[TASK REQUIREMENTS]: Spot each line in the data below containing "JobStatus" and copy it.

[TASK MATERIAL]:
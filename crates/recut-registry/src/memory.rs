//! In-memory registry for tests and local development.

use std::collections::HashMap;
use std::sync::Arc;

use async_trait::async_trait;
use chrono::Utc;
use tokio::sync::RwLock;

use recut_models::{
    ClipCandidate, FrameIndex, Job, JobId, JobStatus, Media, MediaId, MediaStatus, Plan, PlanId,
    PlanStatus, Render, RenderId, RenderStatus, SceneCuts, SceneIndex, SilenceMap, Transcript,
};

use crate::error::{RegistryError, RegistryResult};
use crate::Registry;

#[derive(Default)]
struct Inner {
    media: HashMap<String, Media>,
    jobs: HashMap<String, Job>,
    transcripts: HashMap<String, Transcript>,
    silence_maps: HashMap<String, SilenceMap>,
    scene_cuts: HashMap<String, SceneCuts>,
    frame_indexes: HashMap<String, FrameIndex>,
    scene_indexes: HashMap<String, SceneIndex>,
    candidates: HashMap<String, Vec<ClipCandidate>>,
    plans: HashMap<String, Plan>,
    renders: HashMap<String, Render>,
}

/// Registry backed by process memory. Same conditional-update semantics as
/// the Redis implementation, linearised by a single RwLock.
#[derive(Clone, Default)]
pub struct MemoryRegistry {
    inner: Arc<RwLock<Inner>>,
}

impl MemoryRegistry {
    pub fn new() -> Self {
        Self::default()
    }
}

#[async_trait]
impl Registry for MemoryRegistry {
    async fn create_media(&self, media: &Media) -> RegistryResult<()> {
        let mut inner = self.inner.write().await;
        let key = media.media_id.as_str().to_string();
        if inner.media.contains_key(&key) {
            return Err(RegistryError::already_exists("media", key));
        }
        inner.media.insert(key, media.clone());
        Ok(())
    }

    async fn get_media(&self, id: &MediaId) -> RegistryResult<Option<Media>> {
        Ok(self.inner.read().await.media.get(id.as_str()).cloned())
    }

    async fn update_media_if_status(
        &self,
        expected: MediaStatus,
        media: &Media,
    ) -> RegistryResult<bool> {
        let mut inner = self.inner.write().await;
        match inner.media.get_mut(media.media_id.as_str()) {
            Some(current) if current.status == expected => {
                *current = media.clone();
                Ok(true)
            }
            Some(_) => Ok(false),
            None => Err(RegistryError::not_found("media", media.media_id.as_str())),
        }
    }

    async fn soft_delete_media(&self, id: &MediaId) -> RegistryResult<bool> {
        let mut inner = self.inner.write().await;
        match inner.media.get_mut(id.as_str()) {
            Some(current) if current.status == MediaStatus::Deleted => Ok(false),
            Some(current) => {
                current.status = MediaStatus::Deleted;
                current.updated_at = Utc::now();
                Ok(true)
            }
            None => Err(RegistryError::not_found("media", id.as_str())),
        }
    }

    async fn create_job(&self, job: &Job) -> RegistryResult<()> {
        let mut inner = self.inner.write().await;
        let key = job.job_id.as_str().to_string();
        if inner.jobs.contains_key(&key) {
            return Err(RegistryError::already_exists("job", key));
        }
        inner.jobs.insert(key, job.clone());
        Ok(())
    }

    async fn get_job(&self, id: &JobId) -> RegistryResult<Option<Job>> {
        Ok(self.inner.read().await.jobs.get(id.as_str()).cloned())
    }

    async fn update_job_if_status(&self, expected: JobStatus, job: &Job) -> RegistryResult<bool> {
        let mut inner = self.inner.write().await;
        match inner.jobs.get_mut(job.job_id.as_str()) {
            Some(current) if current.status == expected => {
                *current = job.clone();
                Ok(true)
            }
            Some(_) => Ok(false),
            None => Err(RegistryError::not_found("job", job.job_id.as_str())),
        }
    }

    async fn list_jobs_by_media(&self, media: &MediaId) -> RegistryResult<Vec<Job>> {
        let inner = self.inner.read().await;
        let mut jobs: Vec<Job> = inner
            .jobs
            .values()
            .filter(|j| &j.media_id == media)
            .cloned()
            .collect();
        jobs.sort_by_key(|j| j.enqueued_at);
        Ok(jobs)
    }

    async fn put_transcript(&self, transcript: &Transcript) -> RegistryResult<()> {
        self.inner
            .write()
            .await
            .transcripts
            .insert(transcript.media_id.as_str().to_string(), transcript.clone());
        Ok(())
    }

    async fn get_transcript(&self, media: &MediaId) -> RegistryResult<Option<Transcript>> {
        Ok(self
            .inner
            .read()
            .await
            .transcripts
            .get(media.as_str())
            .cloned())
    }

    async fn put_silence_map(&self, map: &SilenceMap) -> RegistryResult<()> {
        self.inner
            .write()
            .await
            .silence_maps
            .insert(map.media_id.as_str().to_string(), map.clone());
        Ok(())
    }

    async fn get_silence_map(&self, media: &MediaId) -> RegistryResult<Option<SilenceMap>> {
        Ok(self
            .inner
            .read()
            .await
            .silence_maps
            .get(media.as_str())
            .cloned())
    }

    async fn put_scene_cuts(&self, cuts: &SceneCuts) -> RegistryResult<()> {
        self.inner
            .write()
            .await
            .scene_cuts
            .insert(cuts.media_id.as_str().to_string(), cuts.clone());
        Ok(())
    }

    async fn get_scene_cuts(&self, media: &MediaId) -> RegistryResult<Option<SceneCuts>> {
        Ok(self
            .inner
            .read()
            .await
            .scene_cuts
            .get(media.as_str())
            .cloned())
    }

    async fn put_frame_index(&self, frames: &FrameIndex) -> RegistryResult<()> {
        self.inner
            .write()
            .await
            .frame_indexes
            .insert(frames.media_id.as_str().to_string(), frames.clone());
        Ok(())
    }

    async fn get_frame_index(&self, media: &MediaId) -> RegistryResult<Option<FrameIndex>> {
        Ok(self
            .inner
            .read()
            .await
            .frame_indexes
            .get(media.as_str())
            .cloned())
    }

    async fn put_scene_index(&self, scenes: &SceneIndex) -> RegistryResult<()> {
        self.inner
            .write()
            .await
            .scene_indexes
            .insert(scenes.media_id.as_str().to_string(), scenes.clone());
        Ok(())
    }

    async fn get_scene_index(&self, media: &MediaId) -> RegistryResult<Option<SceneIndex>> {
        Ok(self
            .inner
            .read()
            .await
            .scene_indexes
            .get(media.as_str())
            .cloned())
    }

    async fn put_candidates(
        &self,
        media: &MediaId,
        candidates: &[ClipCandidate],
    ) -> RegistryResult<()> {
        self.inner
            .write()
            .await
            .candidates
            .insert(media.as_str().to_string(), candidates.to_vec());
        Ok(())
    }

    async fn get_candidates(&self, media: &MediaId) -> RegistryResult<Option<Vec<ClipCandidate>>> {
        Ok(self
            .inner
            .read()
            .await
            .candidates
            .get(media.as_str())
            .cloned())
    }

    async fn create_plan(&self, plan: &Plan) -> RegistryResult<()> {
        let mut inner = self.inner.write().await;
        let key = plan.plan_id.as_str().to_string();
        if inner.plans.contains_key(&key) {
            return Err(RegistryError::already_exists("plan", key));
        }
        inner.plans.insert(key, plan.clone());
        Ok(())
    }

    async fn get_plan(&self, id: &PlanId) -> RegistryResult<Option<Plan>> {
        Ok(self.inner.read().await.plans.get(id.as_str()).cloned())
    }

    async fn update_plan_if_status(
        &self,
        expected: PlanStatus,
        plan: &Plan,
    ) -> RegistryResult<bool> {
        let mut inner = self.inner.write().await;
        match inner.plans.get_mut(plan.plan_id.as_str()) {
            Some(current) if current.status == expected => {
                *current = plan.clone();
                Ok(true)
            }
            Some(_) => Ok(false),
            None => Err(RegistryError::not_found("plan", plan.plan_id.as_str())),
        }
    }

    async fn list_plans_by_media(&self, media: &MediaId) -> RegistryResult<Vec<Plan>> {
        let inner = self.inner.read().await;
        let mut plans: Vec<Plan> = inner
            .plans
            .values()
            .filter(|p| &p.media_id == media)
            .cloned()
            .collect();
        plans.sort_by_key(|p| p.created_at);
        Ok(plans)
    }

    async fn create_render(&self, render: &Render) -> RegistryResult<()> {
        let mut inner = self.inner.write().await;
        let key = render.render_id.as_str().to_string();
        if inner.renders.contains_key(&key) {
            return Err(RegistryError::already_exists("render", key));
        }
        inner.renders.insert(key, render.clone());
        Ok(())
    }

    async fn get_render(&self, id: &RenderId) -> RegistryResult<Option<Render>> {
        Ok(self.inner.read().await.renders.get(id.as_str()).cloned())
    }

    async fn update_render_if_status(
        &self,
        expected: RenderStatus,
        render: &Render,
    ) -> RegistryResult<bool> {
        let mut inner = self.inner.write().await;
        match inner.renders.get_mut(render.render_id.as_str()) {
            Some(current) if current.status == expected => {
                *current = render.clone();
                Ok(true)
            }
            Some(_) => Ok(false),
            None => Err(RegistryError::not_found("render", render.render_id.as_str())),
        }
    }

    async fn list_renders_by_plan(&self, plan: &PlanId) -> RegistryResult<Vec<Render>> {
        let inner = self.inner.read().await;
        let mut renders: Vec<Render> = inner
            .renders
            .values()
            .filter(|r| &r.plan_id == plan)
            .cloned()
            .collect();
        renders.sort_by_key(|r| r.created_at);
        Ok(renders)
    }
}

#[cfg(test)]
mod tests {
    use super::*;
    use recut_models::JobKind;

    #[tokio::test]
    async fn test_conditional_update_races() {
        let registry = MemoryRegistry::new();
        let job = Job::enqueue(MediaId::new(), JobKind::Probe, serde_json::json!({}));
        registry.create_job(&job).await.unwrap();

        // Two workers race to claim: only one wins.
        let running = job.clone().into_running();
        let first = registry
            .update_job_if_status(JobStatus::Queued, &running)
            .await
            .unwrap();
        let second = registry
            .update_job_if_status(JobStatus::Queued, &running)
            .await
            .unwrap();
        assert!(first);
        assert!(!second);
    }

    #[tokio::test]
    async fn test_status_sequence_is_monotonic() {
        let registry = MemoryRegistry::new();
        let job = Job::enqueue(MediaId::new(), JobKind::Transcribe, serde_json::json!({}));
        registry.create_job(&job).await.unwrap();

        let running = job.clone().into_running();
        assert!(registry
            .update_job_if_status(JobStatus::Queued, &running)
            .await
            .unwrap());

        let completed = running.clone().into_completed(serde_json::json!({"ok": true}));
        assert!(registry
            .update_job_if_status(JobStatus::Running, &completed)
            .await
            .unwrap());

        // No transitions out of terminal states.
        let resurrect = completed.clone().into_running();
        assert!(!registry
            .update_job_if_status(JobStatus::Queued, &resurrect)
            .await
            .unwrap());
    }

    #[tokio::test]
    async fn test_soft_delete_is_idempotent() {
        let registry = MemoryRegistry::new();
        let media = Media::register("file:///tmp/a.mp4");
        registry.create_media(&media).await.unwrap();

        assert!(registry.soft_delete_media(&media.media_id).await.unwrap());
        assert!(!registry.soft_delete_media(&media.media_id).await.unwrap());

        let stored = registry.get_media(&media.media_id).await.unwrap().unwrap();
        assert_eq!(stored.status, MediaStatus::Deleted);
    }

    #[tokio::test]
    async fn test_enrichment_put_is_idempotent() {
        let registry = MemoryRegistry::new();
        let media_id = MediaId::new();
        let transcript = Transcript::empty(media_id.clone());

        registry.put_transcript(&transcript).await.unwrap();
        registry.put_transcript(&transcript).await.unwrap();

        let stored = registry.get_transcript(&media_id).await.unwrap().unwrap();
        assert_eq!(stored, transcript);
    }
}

[TASK SOLUTION]:
    ClipCandidate, FrameIndex, Job, JobId, JobStatus, Media, MediaId, MediaStatus, Plan, PlanId,
    async fn update_job_if_status(&self, expected: JobStatus, job: &Job) -> RegistryResult<bool> {
            .update_job_if_status(JobStatus::Queued, &running)
            .update_job_if_status(JobStatus::Queued, &running)
            .update_job_if_status(JobStatus::Queued, &running)
            .update_job_if_status(JobStatus::Running, &completed)
            .update_job_if_status(JobStatus::Queued, &resurrect)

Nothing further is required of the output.